Assignment: Below are the records. How many of their lines contain "required"? Give only the number.

START Available data

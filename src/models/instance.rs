//! Read-only data shared by every evaluation of one run.

use std::collections::HashSet;

use super::{Point, Target};
use crate::distance::{DistanceMatrix, NeighborTable};
use crate::error::{Error, Result};

/// Targets of one run with their precomputed distances.
///
/// Target index `i` sits at matrix location `i + 1`; location 0 is the
/// depot. The instance is immutable once built and is shared by reference
/// across worker threads.
///
/// # Examples
///
/// ```
/// use pdv_routing::models::{Instance, Point, Target};
///
/// let inst = Instance::new(vec![
///     Target::new(10, Point::new(3.0, 4.0), 20.0, 37.5),
///     Target::new(11, Point::new(6.0, 8.0), 20.0, 37.5),
/// ]).unwrap();
/// assert_eq!(inst.len(), 2);
/// assert!((inst.depot_distance(1) - 10.0).abs() < 1e-10);
/// assert_eq!(inst.nearest_target(Point::new(5.0, 7.0)), Some(1));
/// ```
#[derive(Debug, Clone)]
pub struct Instance {
    targets: Vec<Target>,
    matrix: DistanceMatrix,
    neighbors: NeighborTable,
}

impl Instance {
    /// Builds an instance, rejecting duplicate ids and non-finite values.
    pub fn new(targets: Vec<Target>) -> Result<Self> {
        let mut ids = HashSet::with_capacity(targets.len());
        for t in &targets {
            if !ids.insert(t.id()) {
                return Err(Error::InvalidInput(format!("duplicate target id {}", t.id())));
            }
            let p = t.position();
            if !(p.x().is_finite() && p.y().is_finite() && t.energy_deficit().is_finite()) {
                return Err(Error::InvalidInput(format!(
                    "target {} has non-finite data",
                    t.id()
                )));
            }
        }
        let points: Vec<Point> = targets.iter().map(Target::position).collect();
        let matrix = DistanceMatrix::from_points(&points);
        let neighbors = NeighborTable::new(&matrix);
        Ok(Self {
            targets,
            matrix,
            neighbors,
        })
    }

    /// All targets, by index.
    pub fn targets(&self) -> &[Target] {
        &self.targets
    }

    /// Target at `index`.
    pub fn target(&self, index: usize) -> &Target {
        &self.targets[index]
    }

    /// Number of targets.
    pub fn len(&self) -> usize {
        self.targets.len()
    }

    /// Returns `true` if there are no targets.
    pub fn is_empty(&self) -> bool {
        self.targets.is_empty()
    }

    /// Depot-first distance matrix.
    pub fn matrix(&self) -> &DistanceMatrix {
        &self.matrix
    }

    /// Neighbour ranks between targets.
    pub fn neighbors(&self) -> &NeighborTable {
        &self.neighbors
    }

    /// Distance between two targets.
    pub fn distance(&self, a: usize, b: usize) -> f64 {
        self.matrix.get(a + 1, b + 1)
    }

    /// Distance from the depot to a target.
    pub fn depot_distance(&self, target: usize) -> f64 {
        self.matrix.get(0, target + 1)
    }

    /// Distance from an arbitrary location (0 = depot) to a target.
    pub fn distance_from(&self, location: Option<usize>, target: usize) -> f64 {
        match location {
            Some(from) => self.distance(from, target),
            None => self.depot_distance(target),
        }
    }

    /// Nearest target among `candidates` to a location (`None` = depot).
    ///
    /// Ties resolve to the earliest candidate.
    pub fn nearest_among(&self, from: Option<usize>, candidates: &[usize]) -> Option<usize> {
        let from = from.map_or(0, |i| i + 1);
        let locations: Vec<usize> = candidates.iter().map(|&c| c + 1).collect();
        self.matrix
            .nearest_neighbor(from, &locations)
            .map(|location| location - 1)
    }

    /// Index of the target closest to an arbitrary point.
    pub fn nearest_target(&self, point: Point) -> Option<usize> {
        let mut best: Option<(usize, f64)> = None;
        for (i, t) in self.targets.iter().enumerate() {
            let d = t.position().distance_to(&point);
            match best {
                Some((_, bd)) if d >= bd => {}
                _ => best = Some((i, d)),
            }
        }
        best.map(|(i, _)| i)
    }

    /// Index of the target with the given id.
    pub fn index_of(&self, id: usize) -> Option<usize> {
        self.targets.iter().position(|t| t.id() == id)
    }
}

#[cfg(test)]
mod tests {
    use super::*;

    fn targets() -> Vec<Target> {
        vec![
            Target::new(5, Point::new(1.0, 0.0), 10.0, 37.5),
            Target::new(6, Point::new(0.0, 3.0), 10.0, 37.5),
            Target::new(7, Point::new(4.0, 0.0), 10.0, 37.5),
        ]
    }

    #[test]
    fn test_duplicate_ids_rejected() {
        let mut t = targets();
        t.push(Target::new(5, Point::new(9.0, 9.0), 1.0, 2.0));
        assert!(matches!(Instance::new(t), Err(Error::InvalidInput(_))));
    }

    #[test]
    fn test_non_finite_rejected() {
        let t = vec![Target::new(0, Point::new(f64::NAN, 0.0), 1.0, 2.0)];
        assert!(Instance::new(t).is_err());
    }

    #[test]
    fn test_distances() {
        let inst = Instance::new(targets()).unwrap();
        assert!((inst.distance(0, 2) - 3.0).abs() < 1e-10);
        assert!((inst.depot_distance(1) - 3.0).abs() < 1e-10);
        assert!((inst.distance_from(None, 2) - 4.0).abs() < 1e-10);
        assert!((inst.distance_from(Some(0), 1) - 10f64.sqrt()).abs() < 1e-10);
    }

    #[test]
    fn test_nearest_among() {
        let inst = Instance::new(targets()).unwrap();
        assert_eq!(inst.nearest_among(None, &[1, 2]), Some(1));
        assert_eq!(inst.nearest_among(Some(2), &[0, 1]), Some(0));
        assert_eq!(inst.nearest_among(None, &[]), None);
    }

    #[test]
    fn test_nearest_among_tie_keeps_first() {
        let inst = Instance::new(vec![
            Target::new(0, Point::new(2.0, 0.0), 1.0, 2.0),
            Target::new(1, Point::new(0.0, 2.0), 1.0, 2.0),
        ])
        .unwrap();
        assert_eq!(inst.nearest_among(None, &[1, 0]), Some(1));
        assert_eq!(inst.nearest_among(None, &[0, 1]), Some(0));
    }

    #[test]
    fn test_nearest_target_and_index() {
        let inst = Instance::new(targets()).unwrap();
        assert_eq!(inst.nearest_target(Point::new(3.6, 0.2)), Some(2));
        assert_eq!(inst.index_of(6), Some(1));
        assert_eq!(inst.index_of(99), None);
    }
}
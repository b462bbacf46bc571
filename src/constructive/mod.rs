//! Constructive procedures run before the search.
//!
//! - [`estimate_fleet_size`]: greedy nearest-neighbour bin packing under the energy budget, O(n²)
//! - [`PopulationInitializer`]: randomized nearest-k partitions, O(n² log n) per member
//! - [`nearest_neighbor_order`], [`farthest_neighbor_tour`], [`radial_lower_bound`]:
//!   visiting order and distance bounds used by the evaluator

mod fleet;
mod initializer;
mod nearest_neighbor;

pub use fleet::estimate_fleet_size;
pub use initializer::PopulationInitializer;
pub use nearest_neighbor::{
    farthest_neighbor_tour, nearest_neighbor_order, radial_lower_bound, tour_length,
};
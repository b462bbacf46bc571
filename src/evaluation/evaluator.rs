//! Energy-simulating route evaluator.

use super::{complement, saturate, FitnessWeights, INFEASIBLE_FITNESS, RECHARGE_SATURATION};
use crate::constructive::{farthest_neighbor_tour, nearest_neighbor_order, radial_lower_bound};
use crate::energy::{ChargingMode, EnergyCostModel};
use crate::models::{Instance, Point, RoutePlan, Solution, VehicleState, Visit};

/// Outcome of flying one route.
#[derive(Debug, Clone, PartialEq)]
pub struct RouteEvaluation {
    fitness: f64,
    feasible: bool,
    order: Vec<usize>,
    assigned: usize,
    vehicle: VehicleState,
    charged_energy: f64,
}

impl RouteEvaluation {
    /// Route fitness, or [`INFEASIBLE_FITNESS`].
    pub fn fitness(&self) -> f64 {
        self.fitness
    }

    /// Whether every assigned target was reached within budget.
    pub fn is_feasible(&self) -> bool {
        self.feasible
    }

    /// Target indices actually visited, in flight order.
    pub fn visited(&self) -> &[usize] {
        &self.order
    }

    /// Number of targets assigned to the route.
    pub fn assigned(&self) -> usize {
        self.assigned
    }

    /// Vehicle state after returning to the depot.
    pub fn vehicle(&self) -> &VehicleState {
        &self.vehicle
    }

    /// Energy delivered to sensors, side charges included [J].
    pub fn charged_energy(&self) -> f64 {
        self.charged_energy
    }

    /// Fraction of assigned targets visited.
    pub fn served_ratio(&self) -> f64 {
        if self.assigned == 0 {
            1.0
        } else {
            self.order.len() as f64 / self.assigned as f64
        }
    }
}

/// Scores routes by simulating a vehicle flying them.
///
/// The stored route is a set assignment: the visiting order is rebuilt by
/// nearest-neighbour selection from the depot. Before each stop the
/// vehicle must afford the leg, the transfer, the flight home and the
/// reserve; otherwise the route is infeasible and scoring stops there.
///
/// # Examples
///
/// ```
/// use pdv_routing::energy::PdvEnergyModel;
/// use pdv_routing::evaluation::{FitnessWeights, RouteFitnessEvaluator};
/// use pdv_routing::models::{Instance, Point, Target};
///
/// let inst = Instance::new(vec![
///     Target::new(0, Point::new(100.0, 100.0), 24.0, 37.5),
///     Target::new(1, Point::new(200.0, 200.0), 24.0, 37.5),
/// ]).unwrap();
/// let model = PdvEnergyModel::default();
/// let evaluator = RouteFitnessEvaluator::new(&inst, &model, FitnessWeights::default());
///
/// let eval = evaluator.evaluate(&[1, 0]);
/// assert!(eval.is_feasible());
/// assert_eq!(eval.visited(), &[0, 1]);
/// assert!(eval.fitness() > 0.0 && eval.fitness() <= 100.0);
/// ```
pub struct RouteFitnessEvaluator<'a, M: EnergyCostModel + ?Sized> {
    instance: &'a Instance,
    model: &'a M,
    weights: FitnessWeights,
    mode: ChargingMode,
    clusters: Vec<Vec<(usize, f64)>>,
}

impl<'a, M: EnergyCostModel + ?Sized> RouteFitnessEvaluator<'a, M> {
    /// Creates an evaluator with acoustic side charges enabled.
    pub fn new(instance: &'a Instance, model: &'a M, weights: FitnessWeights) -> Self {
        let mut evaluator = Self {
            instance,
            model,
            weights,
            mode: ChargingMode::InductiveAndAcoustic,
            clusters: Vec::new(),
        };
        evaluator.build_clusters();
        evaluator
    }

    /// Sets the charging mode.
    pub fn with_charging(mut self, mode: ChargingMode) -> Self {
        self.mode = mode;
        self.build_clusters();
        self
    }

    fn build_clusters(&mut self) {
        let targets = self.instance.targets();
        self.clusters = match self.mode {
            ChargingMode::InductiveOnly => vec![Vec::new(); targets.len()],
            ChargingMode::InductiveAndAcoustic => targets
                .iter()
                .map(|center| {
                    self.model
                        .acoustic_cluster_of(center, targets)
                        .into_iter()
                        .map(|j| {
                            let d = center.position().distance_to(&targets[j].position());
                            (j, self.model.acoustic_delivery(d))
                        })
                        .collect()
                })
                .collect(),
        };
    }

    /// Shared run data.
    pub fn instance(&self) -> &'a Instance {
        self.instance
    }

    /// Energy model in use.
    pub fn model(&self) -> &'a M {
        self.model
    }

    /// Fitness weights.
    pub fn weights(&self) -> FitnessWeights {
        self.weights
    }

    /// Charging mode.
    pub fn charging(&self) -> ChargingMode {
        self.mode
    }

    /// Acoustic neighbours of a target with the energy each receives [J].
    pub fn cluster(&self, target: usize) -> &[(usize, f64)] {
        &self.clusters[target]
    }

    /// Flies a route and scores it.
    pub fn evaluate(&self, route: &[usize]) -> RouteEvaluation {
        self.simulate(route, None)
    }

    /// Fitness of a route.
    pub fn fitness(&self, route: &[usize]) -> f64 {
        self.evaluate(route).fitness()
    }

    /// Evaluates every route of a solution and caches the results.
    pub fn evaluate_solution(&self, solution: &mut Solution) {
        let fitness = solution.routes().iter().map(|r| self.fitness(r)).collect();
        solution.set_fitness(fitness);
    }

    /// Re-evaluates the given vehicle slots only.
    ///
    /// Returns `false` if any of them became infeasible.
    pub fn reevaluate(&self, solution: &mut Solution, vehicles: &[usize]) -> bool {
        let mut feasible = true;
        for (i, &v) in vehicles.iter().enumerate() {
            if vehicles[..i].contains(&v) {
                continue;
            }
            let f = self.fitness(solution.route(v));
            feasible &= f > INFEASIBLE_FITNESS;
            solution.set_route_fitness(v, f);
        }
        feasible
    }

    /// Flies a route and records the stops for reporting.
    pub fn plan(&self, vehicle: usize, route: &[usize]) -> RoutePlan {
        let mut plan = RoutePlan::new(vehicle);
        let eval = self.simulate(route, Some(&mut plan));
        let state = eval.vehicle();
        plan.set_totals(state.distance(), state.time(), state.energy_used());
        plan.set_outcome(
            eval.charged_energy(),
            eval.served_ratio(),
            eval.fitness(),
            eval.is_feasible(),
        );
        plan
    }

    fn direct_credit(&self, target: usize) -> f64 {
        let deficit = self.instance.target(target).energy_deficit();
        let relay = self.model.acoustic_sent();
        if self.clusters[target].is_empty() || relay <= 0.0 {
            deficit
        } else {
            (deficit - relay).max(0.0)
        }
    }

    fn simulate(&self, route: &[usize], mut recorder: Option<&mut RoutePlan>) -> RouteEvaluation {
        let mut vehicle = VehicleState::at_depot(self.model.capacity());
        if route.is_empty() {
            return RouteEvaluation {
                fitness: 0.0,
                feasible: true,
                order: Vec::new(),
                assigned: 0,
                vehicle,
                charged_energy: 0.0,
            };
        }

        let mut visited = Vec::with_capacity(route.len());
        let mut current: Option<usize> = None;
        let mut feasible = true;
        let mut charged = 0.0;
        let mut theoretical = 0.0;

        for next in nearest_neighbor_order(self.instance, route) {
            let target = self.instance.target(next);
            let leg = self
                .model
                .leg_cost(self.instance.distance_from(current, next));
            let charge = self.model.charge_cost(&vehicle, target);
            let home = self.model.leg_cost(self.instance.depot_distance(next));
            let required = leg.energy + charge.energy + home.energy + self.model.reserve();
            if required > self.model.remaining_budget(&vehicle) {
                feasible = false;
                break;
            }

            vehicle.advance(target.position(), leg.distance, leg.time);
            vehicle.consume(leg.energy);
            let arrival = vehicle.time();
            vehicle.wait(charge.time);
            vehicle.consume(charge.energy);

            let mut stop_energy = self.direct_credit(next);
            theoretical += target.energy_capacity();
            for &(_, delivered) in &self.clusters[next] {
                stop_energy += delivered;
            }
            charged += stop_energy;

            if let Some(plan) = recorder.as_deref_mut() {
                plan.push_visit(Visit {
                    target_id: target.id(),
                    arrival_time: arrival,
                    remaining_energy: vehicle.remaining_energy(),
                    charged_energy: stop_energy,
                    acoustic_neighbors: self.clusters[next]
                        .iter()
                        .map(|&(j, _)| self.instance.target(j).id())
                        .collect(),
                });
            }

            visited.push(next);
            current = Some(next);
        }

        if let Some(last) = current {
            let home = self.model.leg_cost(self.instance.depot_distance(last));
            vehicle.advance(Point::DEPOT, home.distance, home.time);
            vehicle.consume(home.energy);
        }

        let fitness = if feasible {
            self.score(route, &vehicle, charged, theoretical)
        } else {
            INFEASIBLE_FITNESS
        };

        RouteEvaluation {
            fitness,
            feasible,
            order: visited,
            assigned: route.len(),
            vehicle,
            charged_energy: charged,
        }
    }

    fn score(&self, route: &[usize], vehicle: &VehicleState, charged: f64, theoretical: f64) -> f64 {
        let w = &self.weights;
        let recharge_ratio = if theoretical > 0.0 {
            charged / (RECHARGE_SATURATION * theoretical)
        } else {
            0.0
        };
        let capacity = vehicle.capacity();
        let energy_ratio = if capacity > 0.0 {
            vehicle.energy_used() / capacity
        } else {
            0.0
        };

        let mut fitness =
            w.recharge * saturate(recharge_ratio) + w.vehicle_energy * complement(energy_ratio);

        if w.distance > 0.0 {
            let best = radial_lower_bound(self.instance, route);
            let worst = farthest_neighbor_tour(self.instance, route);
            let span = worst - best;
            let ratio = if span > f64::EPSILON {
                (vehicle.distance() - best) / span
            } else {
                0.0
            };
            fitness += w.distance * complement(ratio);
        }
        fitness
    }
}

END Available data

Output for this exercise: 2